A obra da realizadora italiana Cecilia Mangini (1927-2021), "um dos nomes maiores do documentário", vai ser alvo de uma retrospetiva integral, em outubro, pelo festival DocLisboa e a Cinemateca Portuguesa, anunciaram hoje as duas entidades.
"Em outubro o Doclisboa presta homenagem ao cinema de Cecilia Mangini, um dos nomes maiores do documentário em Itália, e dedica uma retrospetiva à obra integral da cineasta, em colaboração com a Cinemateca Portuguesa", lê-se no comunicado do festival de cinema documental.
A retrospetiva tem por objetivo "dar a ver o trabalho de uma das mulheres pioneiras no documentário italiano (...), um trabalho fundamental e ainda pouco conhecido sobre um período histórico de grandes convulsões em Itália, com um olhar particularmente preocupado com os mais desfavorecidos", escreve por seu lado a Cinemateca Portuguesa.
Cecilia Mangini morreu no passado mês de janeiro, aos 93 anos, depois de uma carreira que a converteu "num referente" do documentário, e que se manteve ativa até ao ano passado, quando estreou o seu derradeiro filme, "Due scatole dimenticate" ("Duas caixas esquecidas", de 2020), no Festival de Cinema Europeu de Sevilha, que homenageou a realizadora.
Nascida em 1927, em Mola di Bari, no Sul da Itália, "filha de pai socialista, de origem humilde, e de mãe nobre, Mangini cedo se afastou do fascismo da educação oficial" da época, "optando pelos ideais de esquerda, assumindo-se mais tarde como anarquista", lê-se na apresentação da Cinemateca.
"Esses ideais marcaram o seu olhar, inicialmente no seu trabalho de fotografia de rua e posteriormente no cinema, onde assinou um conjunto de documentários que definia como libertários, com foco nas diferenças sociais existentes num sistema conservador profundamente religioso", prossegue o texto divulgado pela instituição.
Mangini iniciou-ne na fotografia, em 1952, e estreou-se no cinema em 1958, com "Ignoti alla Città" ("Ignorado pela cidade"), em colaboração com Pier Paolo Pasolini, autor do texto documentário de 12 minutos sobre os jovens da periferia de Roma e o seu mundo marginal, na altura proibido pela censura.
Com Pasolini, a realizadora trabalhou ainda nos filmes "Stendalì" (1960), centrado em mulheres do sul de Itália, que lamentam os mortos, uma obra que conta com música de Egisto Macchi, e "La Canta delle Marane" (1961), filmado na periferia de Roma, que viria a marcar as narrativas de Pasolini.

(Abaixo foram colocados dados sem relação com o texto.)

//! Commitment gesture state machine.
//!
//! Converts a continuous press into either a completion commit or a one-shot
//! panic signal. Like the rest of the crate it owns no threads: progress is
//! recomputed from elapsed wall-clock time on every tick of a single
//! periodic timer held in a [`TimerSlot`].
//!
//! ## State Transitions
//!
//! ```text
//! Idle -> Holding -> Idle                 (held to 100: commit)
//!         Holding -> Depleting -> Panic -> Idle
//!         any     -> Holding              (fresh press supersedes)
//! ```
//!
//! The decay window is time-fixed: whatever progress the press reached,
//! depletion always hits zero exactly `decay_ms` after release. When
//! `tick_ms` does not divide a window, the last poll is replaced by a
//! one-shot landing on the window's end, so commit and panic are never late.

use serde::{Deserialize, Serialize};

use crate::task::TaskId;
use crate::timer::{TimerId, TimerQueue, TimerSlot};

#[derive(Debug, Clone, Copy, PartialEq, Eq, Serialize, Deserialize)]
#[serde(rename_all = "lowercase")]
pub enum GesturePhase {
    Idle,
    Holding,
    Depleting,
    /// Momentary: set while the panic signal is being dispatched.
    Panic,
}

/// Timing for the hold and decay windows.
#[derive(Debug, Clone, PartialEq, Serialize, Deserialize)]
pub struct GestureConfig {
    #[serde(default = "default_hold_ms")]
    pub hold_ms: u64,
    #[serde(default = "default_decay_ms")]
    pub decay_ms: u64,
    #[serde(default = "default_tick_ms")]
    pub tick_ms: u64,
}

fn default_hold_ms() -> u64 {
    5_000
}
fn default_decay_ms() -> u64 {
    2_500
}
fn default_tick_ms() -> u64 {
    50
}

impl Default for GestureConfig {
    fn default() -> Self {
        Self {
            hold_ms: default_hold_ms(),
            decay_ms: default_decay_ms(),
            tick_ms: default_tick_ms(),
        }
    }
}

/// Read-only view of the active gesture.
#[derive(Debug, Clone, PartialEq, Serialize, Deserialize)]
pub struct GestureSession {
    pub task_id: Option<TaskId>,
    pub phase: GesturePhase,
    /// 0.0 ..= 100.0
    pub progress: f64,
    pub started_at_ms: u64,
}

/// What a press or tick asks the caller to do.
#[derive(Debug, Clone, PartialEq, Eq)]
pub enum GestureOutput {
    /// The hold reached 100: commit completion for the task.
    Committed(TaskId),
    /// Decay reached zero: open the capture pipeline for the task.
    Panic(TaskId),
}

/// Result of a press-start.
#[derive(Debug, Clone, PartialEq, Eq)]
pub enum PressOutcome {
    /// The task is already done today; nothing changed.
    Ignored,
    Started,
    /// Started, abandoning the gesture on another task.
    Superseded { abandoned: TaskId },
}

#[derive(Debug)]
pub struct GestureStateMachine {
    config: GestureConfig,
    phase: GesturePhase,
    task_id: Option<TaskId>,
    progress: f64,
    started_at_ms: u64,
    decay_from: f64,
    decay_started_ms: u64,
    timer: TimerSlot,
    /// One-shot: set when panic fires, reset on the next entry into Holding.
    panic_fired: bool,
}

impl GestureStateMachine {
    pub fn new(config: GestureConfig) -> Self {
        Self {
            config,
            phase: GesturePhase::Idle,
            task_id: None,
            progress: 0.0,
            started_at_ms: 0,
            decay_from: 0.0,
            decay_started_ms: 0,
            timer: TimerSlot::new(),
            panic_fired: false,
        }
    }

    // ── Queries ──────────────────────────────────────────────────────

    pub fn phase(&self) -> GesturePhase {
        self.phase
    }

    pub fn progress(&self) -> f64 {
        self.progress
    }

    pub fn task_id(&self) -> Option<&TaskId> {
        self.task_id.as_ref()
    }

    pub fn config(&self) -> &GestureConfig {
        &self.config
    }

    /// True while the penalty window is running; collaborators dim
    /// unrelated controls.
    pub fn emphasis_active(&self) -> bool {
        matches!(self.phase, GesturePhase::Depleting | GesturePhase::Panic)
    }

    pub fn owns_timer(&self, id: TimerId) -> bool {
        self.timer.owns(id)
    }

    pub fn is_ticking(&self, timers: &TimerQueue) -> bool {
        self.timer.is_armed(timers)
    }

    pub fn session(&self) -> GestureSession {
        GestureSession {
            task_id: self.task_id.clone(),
            phase: self.phase,
            progress: self.progress,
            started_at_ms: self.started_at_ms,
        }
    }

    // ── Commands ─────────────────────────────────────────────────────

    /// Begin holding `task_id`. An in-flight hold or decay on any task is
    /// cancelled first and never resumed.
    pub fn press_start(
        &mut self,
        timers: &mut TimerQueue,
        task_id: TaskId,
        already_completed: bool,
        now_ms: u64,
    ) -> PressOutcome {
        if already_completed {
            tracing::debug!(task = %task_id, "press ignored, task already completed");
            return PressOutcome::Ignored;
        }

        let abandoned = match self.phase {
            GesturePhase::Holding | GesturePhase::Depleting => self.task_id.take(),
            _ => None,
        };

        self.timer.cancel(timers);
        self.phase = GesturePhase::Holding;
        self.task_id = Some(task_id.clone());
        self.progress = 0.0;
        self.started_at_ms = now_ms;
        self.panic_fired = false;
        self.timer.arm_every(timers, now_ms, self.config.tick_ms);
        self.land_on(timers, now_ms, now_ms.saturating_add(self.config.hold_ms));
        tracing::debug!(task = %task_id, "hold started");

        match abandoned {
            Some(prev) if prev != task_id => PressOutcome::Superseded { abandoned: prev },
            _ => PressOutcome::Started,
        }
    }

    /// Release the press. Returns the progress decay starts from, or `None`
    /// if nothing was holding.
    pub fn press_end(&mut self, timers: &mut TimerQueue, now_ms: u64) -> Option<f64> {
        if self.phase != GesturePhase::Holding {
            return None;
        }

        if self.progress >= 100.0 {
            self.reset(timers);
            return None;
        }

        self.phase = GesturePhase::Depleting;
        self.decay_from = self.progress;
        self.decay_started_ms = now_ms;
        self.timer.arm_every(timers, now_ms, self.config.tick_ms);
        self.land_on(timers, now_ms, now_ms.saturating_add(self.config.decay_ms));
        tracing::debug!(progress = self.decay_from, "released early, decaying");
        Some(self.decay_from)
    }

    /// Route a fired timer. Timers not held by this machine are ignored.
    pub fn on_timer(
        &mut self,
        timers: &mut TimerQueue,
        id: TimerId,
        now_ms: u64,
    ) -> Option<GestureOutput> {
        if !self.timer.owns(id) {
            return None;
        }
        self.tick(timers, now_ms)
    }

    /// Advance progress to `now_ms`.
    pub fn tick(&mut self, timers: &mut TimerQueue, now_ms: u64) -> Option<GestureOutput> {
        match self.phase {
            GesturePhase::Holding => {
                let elapsed = now_ms.saturating_sub(self.started_at_ms) as f64;
                self.progress = (elapsed * 100.0 / self.config.hold_ms.max(1) as f64).min(100.0);
                if self.progress >= 100.0 {
                    let task = self.task_id.clone()?;
                    self.reset(timers);
                    tracing::info!(task = %task, "hold completed, committing");
                    return Some(GestureOutput::Committed(task));
                }
                let deadline = self.started_at_ms.saturating_add(self.config.hold_ms);
                self.land_on(timers, now_ms, deadline);
                None
            }
            GesturePhase::Depleting => {
                let elapsed = now_ms.saturating_sub(self.decay_started_ms) as f64;
                let remaining = 1.0 - elapsed / self.config.decay_ms.max(1) as f64;
                self.progress = (self.decay_from * remaining).max(0.0);
                if self.progress <= 0.0 && !self.panic_fired {
                    self.panic_fired = true;
                    let task = self.task_id.take()?;
                    self.timer.cancel(timers);
                    self.progress = 0.0;
                    self.phase = GesturePhase::Panic;
                    tracing::info!(task = %task, "decay depleted, panic");
                    return Some(GestureOutput::Panic(task));
                }
                let deadline = self.decay_started_ms.saturating_add(self.config.decay_ms);
                self.land_on(timers, now_ms, deadline);
                None
            }
            GesturePhase::Idle | GesturePhase::Panic => None,
        }
    }

    /// Swap the poll for a one-shot at `deadline` if the next poll would
    /// overshoot it.
    fn land_on(&mut self, timers: &mut TimerQueue, now_ms: u64, deadline: u64) {
        let remaining = deadline.saturating_sub(now_ms);
        if remaining > 0 && remaining < self.config.tick_ms {
            self.timer.arm_once(timers, now_ms, remaining);
        }
    }

    /// Leave the momentary panic phase once the signal has been dispatched.
    pub fn clear_panic(&mut self) {
        if self.phase == GesturePhase::Panic {
            self.phase = GesturePhase::Idle;
        }
    }

    /// Return to idle, stopping any running timer.
    pub fn reset(&mut self, timers: &mut TimerQueue) {
        self.timer.cancel(timers);
        self.phase = GesturePhase::Idle;
        self.task_id = None;
        self.progress = 0.0;
    }

    /// Teardown. Must be called before the owner goes away.
    pub fn dispose(&mut self, timers: &mut TimerQueue) {
        self.reset(timers);
    }
}

impl Default for GestureStateMachine {
    fn default() -> Self {
        Self::new(GestureConfig::default())
    }
}
mod config;
pub mod database;

pub use config::{Config, API_KEY_ENV};
pub use database::{CachedPhoto, Database};

use std::path::PathBuf;

use crate::error::ConfigError;

/// Returns `~/.config/holdfast[-dev]/` based on HOLDFAST_ENV.
///
/// Set HOLDFAST_ENV=dev to use the development data directory, or
/// HOLDFAST_DATA_DIR to point somewhere else entirely.
///
/// # Errors
/// Returns an error if creating the directory fails.
pub fn data_dir() -> Result<PathBuf, ConfigError> {
    let dir = match std::env::var_os("HOLDFAST_DATA_DIR") {
        Some(dir) if !dir.is_empty() => PathBuf::from(dir),
        _ => {
            let base_dir = dirs::home_dir()
                .unwrap_or_else(|| PathBuf::from("."))
                .join(".config");
            let env = std::env::var("HOLDFAST_ENV").unwrap_or_else(|_| "production".to_string());
            if env == "dev" {
                base_dir.join("holdfast-dev")
            } else {
                base_dir.join("holdfast")
            }
        }
    };

    std::fs::create_dir_all(&dir)
        .map_err(|e| ConfigError::DataDir(format!("{}: {e}", dir.display())))?;
    Ok(dir)
}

Estas três primeiras curtas-metragens da cineasta compõem o alinhamento da sessão de antecipação do ciclo, a realizar no próximo dia 06 de agosto, na Cinemateca Portuguesa, em Lisboa.
A retrospetiva, organizada com o apoio do Instituto Italiano de Cultura de Lisboa, incluirá todos os filmes dirigidos por Cecilia Mangini e também um conjunto de títulos assinados por seu marido, o cineasta Lino Del Fra (1927-1997), nos quais a realizadora "deixou a sua marca como argumentista ou colaboradora influente".
Cecilia Mangini construiu uma filmografia que abarca sete décadas. "Desde o início da sua carreira assumiu uma visão comprometida, atenta e íntima com o indivíduo e com a sociedade", escreve por seu lado o DocLisboa.
"Os seus filmes preservam uma atualidade importante pois exploram temas urgentes, como a condição da mulher, comunidades periféricas e marginalizadas, as raízes do fascismo, a imigração ou a injustiça social. A obra de Mangini é permeada pela poesia e pela beleza mas é, acima de tudo, a história de uma vida dedicada a pensar o cinema como uma ferramenta de resistência", sublinha o anúncio do festival.
A apresentação da obra de Mangini junta-se à retrospetiva completa dedicada à fotógrafa e realizadora Ulrike Ottinger, "figura ímpar do Novo Cinema Alemão", já anunciada pelo DocLisboa, que também irá passar pela Cinemateca.
Na antecipação de 06 de agosto, o Doclisboa e a Cinemateca exibirão igualmente a obra de estreia de Ulrike Ottinger, "Laokoon & Söhne", codirigida com Tabea Blumenschein.
A 19.ª edição do Doclisboa decorre de 21 a 31 de outubro, e projeta o regresso às salas de cinema da capital.